● What is expected: Would you set down each line of the data below exactly?

Dataset entries:
==================================================

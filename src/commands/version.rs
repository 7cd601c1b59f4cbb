//! Command: print version information.

/// Version string: `DOTFILES_VERSION` at build time, else the crate version.
pub const VERSION: &str = match option_env!("DOTFILES_VERSION") {
    Some(v) => v,
    None => env!("CARGO_PKG_VERSION"),
};

/// Print the dotfiles version to stdout.
#[allow(clippy::print_stdout)]
pub fn run() {
    println!("dotfiles {VERSION}");
}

==================================================

● Exercise result:
filename src/commands/version.rs
repository 7cd601c1b59f4cbb
//! Command: print version information.

/// Version string: `DOTFILES_VERSION` at build time, else the crate version.
pub const VERSION: &str = match option_env!("DOTFILES_VERSION") {
    Some(v) => v,
    None => env!("CARGO_PKG_VERSION"),
};

/// Print the dotfiles version to stdout.
#[allow(clippy::print_stdout)]
pub fn run() {
    println!("dotfiles {VERSION}");
}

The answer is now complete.